What you should do >>
Below are records; copy every line in them that holds the word "BTreeMap".

(Dataset entries)
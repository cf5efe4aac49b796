//! MQTT publish transport
//!
//! The node object carries the broker connection identity and the
//! assembled topics. The wire protocol itself lives behind the
//! [`MqttClient`] trait, injected at construction, so the bridge engine
//! never owns connection or session management.

pub mod topic;

pub use topic::{GroupPayload, MetricKey, MqttTopic};

use crate::types::{BridgeError, Result};
use std::collections::BTreeMap;
use std::sync::{Arc, Mutex};

/// Default topic namespace for CAN metric groups
pub const DEFAULT_NAMESPACE: &str = "CanMetrics";

/// Transport kind towards the broker
#[derive(Debug, Clone, Copy, PartialEq, Eq, Default)]
pub enum TransportLayer {
    /// Plain TCP
    #[default]
    Tcp,
    /// TLS over TCP
    Tls,
}

/// MQTT protocol version
#[derive(Debug, Clone, Copy, PartialEq, Eq, Default)]
pub enum ProtocolVersion {
    V311,
    #[default]
    V5,
}

/// Connection parameters handed to the wire client
#[derive(Debug, Clone, Default)]
pub struct ConnectOptions {
    pub host: String,
    pub port: u16,
    pub client_id: String,
    pub user_name: String,
    pub password: String,
    pub transport: TransportLayer,
    pub version: ProtocolVersion,
}

/// Wire client contract
///
/// Connection and session management is supplied by the implementation;
/// the bridge only demands connect, publish and disconnect.
pub trait MqttClient: Send {
    fn connect(&mut self, options: &ConnectOptions) -> Result<()>;
    fn publish(&mut self, topic: &str, content_type: &str, payload: &[u8]) -> Result<()>;
    fn disconnect(&mut self) -> Result<()>;
}

/// A message recorded by the in-memory client
#[derive(Debug, Clone, PartialEq)]
pub struct PublishedMessage {
    pub topic: String,
    pub content_type: String,
    pub payload: Vec<u8>,
}

#[derive(Debug, Default)]
struct MemoryClientState {
    connected: bool,
    published: Vec<PublishedMessage>,
}

/// In-memory wire client
///
/// Records every published message. Used by the test suite and by
/// embedded or dry-run deployments; clones share the same state so a
/// handle kept outside the node can inspect what was published.
#[derive(Debug, Clone, Default)]
pub struct MemoryMqttClient {
    state: Arc<Mutex<MemoryClientState>>,
}

impl MemoryMqttClient {
    pub fn new() -> Self {
        Self::default()
    }

    fn state(&self) -> std::sync::MutexGuard<'_, MemoryClientState> {
        match self.state.lock() {
            Ok(guard) => guard,
            Err(poisoned) => poisoned.into_inner(),
        }
    }

    pub fn is_connected(&self) -> bool {
        self.state().connected
    }

    /// Snapshot of everything published so far
    pub fn published(&self) -> Vec<PublishedMessage> {
        self.state().published.clone()
    }
}

impl MqttClient for MemoryMqttClient {
    fn connect(&mut self, options: &ConnectOptions) -> Result<()> {
        log::debug!(
            "Memory MQTT client connected: {}:{}",
            options.host,
            options.port
        );
        self.state().connected = true;
        Ok(())
    }

    fn publish(&mut self, topic: &str, content_type: &str, payload: &[u8]) -> Result<()> {
        let mut state = self.state();
        if !state.connected {
            return Err(BridgeError::Mqtt("Client is not connected".to_string()));
        }
        state.published.push(PublishedMessage {
            topic: topic.to_string(),
            content_type: content_type.to_string(),
            payload: payload.to_vec(),
        });
        Ok(())
    }

    fn disconnect(&mut self) -> Result<()> {
        self.state().connected = false;
        Ok(())
    }
}

/// Node object holding the broker identity and the assembled topics
pub struct MqttNode {
    pub name: String,
    pub description: String,
    pub transport: TransportLayer,
    pub host: String,
    pub port: u16,
    pub client_id: String,
    pub user_name: String,
    pub password: String,
    pub version: ProtocolVersion,

    in_service: bool,
    connected: bool,
    topics: BTreeMap<String, MqttTopic>,
    client: Box<dyn MqttClient>,
}

impl MqttNode {
    pub fn new(client: Box<dyn MqttClient>) -> Self {
        Self {
            name: String::new(),
            description: String::new(),
            transport: TransportLayer::default(),
            host: String::new(),
            port: 0,
            client_id: String::new(),
            user_name: String::new(),
            password: String::new(),
            version: ProtocolVersion::default(),
            in_service: false,
            connected: false,
            topics: BTreeMap::new(),
            client,
        }
    }

    /// Mark the node ready for initialization
    pub fn in_service(&mut self) {
        self.in_service = true;
    }

    pub fn out_of_service(&mut self) {
        self.in_service = false;
    }

    pub fn is_in_service(&self) -> bool {
        self.in_service
    }

    pub fn is_connected(&self) -> bool {
        self.connected
    }

    /// Connect the wire client with the configured identity
    pub fn init(&mut self) -> Result<()> {
        if !self.in_service {
            return Err(BridgeError::Mqtt(
                "The node is not in service".to_string(),
            ));
        }
        let options = ConnectOptions {
            host: self.host.clone(),
            port: self.port,
            client_id: self.client_id.clone(),
            user_name: self.user_name.clone(),
            password: self.password.clone(),
            transport: self.transport,
            version: self.version,
        };
        self.client.connect(&options)?;
        self.connected = true;
        Ok(())
    }

    /// Disconnect the wire client
    pub fn exit(&mut self) -> Result<()> {
        if self.connected {
            self.client.disconnect()?;
            self.connected = false;
        }
        Ok(())
    }

    /// Get or create a topic by name; fails on an empty name
    pub fn create_topic(&mut self, name: &str) -> Option<&mut MqttTopic> {
        if name.is_empty() {
            return None;
        }
        Some(
            self.topics
                .entry(name.to_string())
                .or_insert_with(|| MqttTopic::new(name)),
        )
    }

    pub fn topic(&self, name: &str) -> Option<&MqttTopic> {
        self.topics.get(name)
    }

    pub fn topics(&self) -> impl Iterator<Item = &MqttTopic> {
        self.topics.values()
    }

    /// Publish a payload to an assembled topic
    pub fn publish(&mut self, topic_name: &str, payload: &[u8]) -> Result<()> {
        let Some(topic) = self.topics.get(topic_name) else {
            return Err(BridgeError::Mqtt(format!(
                "Unknown topic: {}",
                topic_name
            )));
        };
        if !self.connected {
            return Err(BridgeError::Mqtt("The node is not connected".to_string()));
        }
        let content_type = topic.content_type.clone();
        self.client.publish(topic_name, &content_type, payload)
    }
}

#[cfg(test)]
mod tests {
    use super::*;

    fn node() -> (MqttNode, MemoryMqttClient) {
        let client = MemoryMqttClient::new();
        let mut node = MqttNode::new(Box::new(client.clone()));
        node.host = "127.0.0.1".to_string();
        node.port = 1883;
        (node, client)
    }

    #[test]
    fn test_init_requires_in_service() {
        let (mut node, client) = node();
        assert!(node.init().is_err());
        assert!(!client.is_connected());

        node.in_service();
        node.init().unwrap();
        assert!(client.is_connected());

        node.exit().unwrap();
        assert!(!client.is_connected());
    }

    #[test]
    fn test_create_topic_rejects_empty_name() {
        let (mut node, _client) = node();
        assert!(node.create_topic("").is_none());
        assert!(node.create_topic("CanMetrics/EngineData").is_some());
        // Same name yields the same topic
        node.create_topic("CanMetrics/EngineData").unwrap();
        assert_eq!(node.topics().count(), 1);
    }

    #[test]
    fn test_publish_requires_known_topic() {
        let (mut node, client) = node();
        node.in_service();
        node.init().unwrap();

        assert!(node.publish("CanMetrics/Nothing", b"{}").is_err());

        node.create_topic("CanMetrics/EngineData").unwrap();
        node.publish("CanMetrics/EngineData", b"{}").unwrap();

        let published = client.published();
        assert_eq!(published.len(), 1);
        assert_eq!(published[0].topic, "CanMetrics/EngineData");
        assert_eq!(published[0].content_type, "application/json");
    }

    #[test]
    fn test_exit_twice_is_safe() {
        let (mut node, _client) = node();
        node.in_service();
        node.init().unwrap();
        node.exit().unwrap();
        node.exit().unwrap();
    }
}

Result for this task >>
use std::collections::BTreeMap;
    topics: BTreeMap<String, MqttTopic>,
            topics: BTreeMap::new(),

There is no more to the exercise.